Yep – as you’ve probably gathered by now from reading this blog, ukuleles come in 4 main types (5 if you include the guitarlele). So to help you really get to grips with he difference, here’s a comparison between the main 4…

  • Soprano – This breed of uke is conventionally known as the ‘standard’ in terms of size & is arguably the closest you’ll get to the original ukuleles that were smuggled to Hawaii by Portuguese immigrants back in the late 1800s. The majority of sopranos usually have 12 frets & have a range of roughly 2 octaves.
  • Tenor – Roughly 50 years after the soprano, we were given the tenor uke. An instrument that came about because of the high demand for ukes with a BIGGER fuller sound that specifically could be used to perform. As a result, tenor ukes have more frets (around 15-20) & have a wider dynamic range.
  • Concert – Think of these as the sister to a tenor uke… they came into the world at virtually the same time, only they’re slightly different. While the tenor was specifically geared towards performance, concert ukes are (tonally) designed to be a mix of the tenor & the soprano – loud enough for performance, yet still remain ‘ukeish’ in sound. Some argue that tenor ukes sound more like a guitar.
  • Baritone – Ukes that go by this name are (excluding the guitarlele) some of the most ‘guitar-ish’ you can find. Baritones are tuned down a 4th, which basically means that their strings are tuned inline with the highest 4 strings of the guitar (DGBE). Thus giving the baritone a far more bassy tone.

What is the most popular ukulele really all depends on what you define as popular.

If the general consensus is what you’re basing this on, then your answer would be the soprano. As far as ukes go, this is typically what the Everyday Joe thinks of when they hear the phrase ‘ukulele’ & is the first choice of most casual players. However, if you were to analyse hardcore uke fans/ players, then it’s likely the answer wold differ.
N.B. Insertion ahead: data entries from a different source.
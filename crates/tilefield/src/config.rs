//! Area configuration.
//!
//! Every field has a default, so a config file only needs the keys it
//! overrides:
//!
//! ```json
//! { "area_dir": "maps", "max_pending_updates": 64 }
//! ```

use std::io;
use std::path::{Path, PathBuf};

use serde::{Deserialize, Serialize};
use thiserror::Error;

#[derive(Debug, Clone, PartialEq, Serialize, Deserialize)]
#[serde(default)]
pub struct AreaConfig {
    /// Directory holding `<name>.json` area files.
    pub area_dir: PathBuf,
    /// Directory holding area models, relative to the asset root.
    pub model_dir: PathBuf,
    pub model_extension: String,
    /// Atlas used by the permissions overlay, relative to the asset root.
    pub permissions_atlas: PathBuf,
    /// Pending partial tile updates a displayable holds before collapsing
    /// them into one full update. At least 1.
    pub max_pending_updates: usize,
    pub model_alpha_test: f32,
}

impl Default for AreaConfig {
    fn default() -> Self {
        Self {
            area_dir: PathBuf::from("area"),
            model_dir: PathBuf::from("model"),
            model_extension: "g3db".to_string(),
            permissions_atlas: PathBuf::from("texture-atlas/tile-permissions.atlas"),
            max_pending_updates: 256,
            model_alpha_test: 0.1,
        }
    }
}

#[derive(Debug, Error)]
pub enum ConfigError {
    #[error("failed to read config {}", path.display())]
    Io {
        path: PathBuf,
        #[source]
        source: io::Error,
    },
    #[error("failed to parse config {}", path.display())]
    Parse {
        path: PathBuf,
        #[source]
        source: serde_json::Error,
    },
    #[error("invalid config {}: {reason}", path.display())]
    Invalid { path: PathBuf, reason: &'static str },
}

impl AreaConfig {
    pub fn from_file(path: impl AsRef<Path>) -> Result<Self, ConfigError> {
        let path = path.as_ref();
        let text = std::fs::read_to_string(path).map_err(|source| ConfigError::Io {
            path: path.to_path_buf(),
            source,
        })?;
        let config: AreaConfig =
            serde_json::from_str(&text).map_err(|source| ConfigError::Parse {
                path: path.to_path_buf(),
                source,
            })?;
        if config.max_pending_updates == 0 {
            return Err(ConfigError::Invalid {
                path: path.to_path_buf(),
                reason: "max_pending_updates must be at least 1",
            });
        }
        log::debug!("loaded area config from {}", path.display());
        Ok(config)
    }

    /// `<area_dir>/<name>.json`
    pub fn area_path(&self, name: &str) -> PathBuf {
        self.area_dir.join(format!("{name}.json"))
    }

    /// `<model_dir>/<name>.<model_extension>`
    pub fn model_path(&self, name: &str) -> PathBuf {
        self.model_dir.join(format!("{name}.{}", self.model_extension))
    }
}

#[cfg(test)]
mod tests {
    use super::*;

    #[test]
    fn defaults_derive_conventional_paths() {
        let config = AreaConfig::default();
        assert_eq!(config.area_path("plains"), Path::new("area/plains.json"));
        assert_eq!(config.model_path("plains"), Path::new("model/plains.g3db"));
        assert_eq!(
            config.permissions_atlas,
            Path::new("texture-atlas/tile-permissions.atlas")
        );
    }

    #[test]
    fn partial_file_keeps_other_defaults() {
        let dir = tempfile::tempdir().expect("tempdir");
        let path = dir.path().join("area.json");
        std::fs::write(&path, r#"{ "area_dir": "maps", "max_pending_updates": 8 }"#).expect("write");

        let config = AreaConfig::from_file(&path).expect("config");
        assert_eq!(config.area_dir, Path::new("maps"));
        assert_eq!(config.max_pending_updates, 8);
        assert_eq!(config.model_extension, "g3db");
    }

    #[test]
    fn missing_and_malformed_files_are_distinguished() {
        let dir = tempfile::tempdir().expect("tempdir");
        let missing = AreaConfig::from_file(dir.path().join("nope.json"));
        assert!(matches!(missing, Err(ConfigError::Io { .. })));

        let bad = dir.path().join("bad.json");
        std::fs::write(&bad, "{ not json").expect("write");
        assert!(matches!(AreaConfig::from_file(&bad), Err(ConfigError::Parse { .. })));
    }

    #[test]
    fn zero_update_cap_is_rejected() {
        let dir = tempfile::tempdir().expect("tempdir");
        let path = dir.path().join("area.json");
        std::fs::write(&path, r#"{ "max_pending_updates": 0 }"#).expect("write");
        assert!(matches!(
            AreaConfig::from_file(&path),
            Err(ConfigError::Invalid { .. })
        ));
    }
}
Due to its flexibility, the most popular uke in this case would non doubt be the concert; for a keen uke player, the concert is pretty much the perfect blend. Tonally, it remains very similar to the soprano in that it retains that characterful ‘ukeish’ tone, yet in terms of volume, it’s a heap more capable than the soprano. Concert ukuleles are significantly louder & are (as the name suggests) very popular when it comes to performance.

We have nothing against the Chinese, but… those ukes that’re made in China (while not all bad) are the ones we’d say you should be more cautious about purchasing.

A few examples of these sorts of brands include…

  • ADM
  • Kaka
  • Hricane
  • Huawind

Reason being that while posing as decent instruments in terms of value, because they’re likely mass manufactured, the quality of something like a Kala uke (which is made in California, USA) or a Cordoba uke (which is often made in Portugal) is likely to be FAR superior. Something that reflects itself through their tone & overall finish.

That’s not to say you can’t achieve a solid sound with these ukes – you can. Only it could take you significantly longer + potentially make learning ukulele that bit more challenging. Whether that’s a good thing or not is really up for you to decide.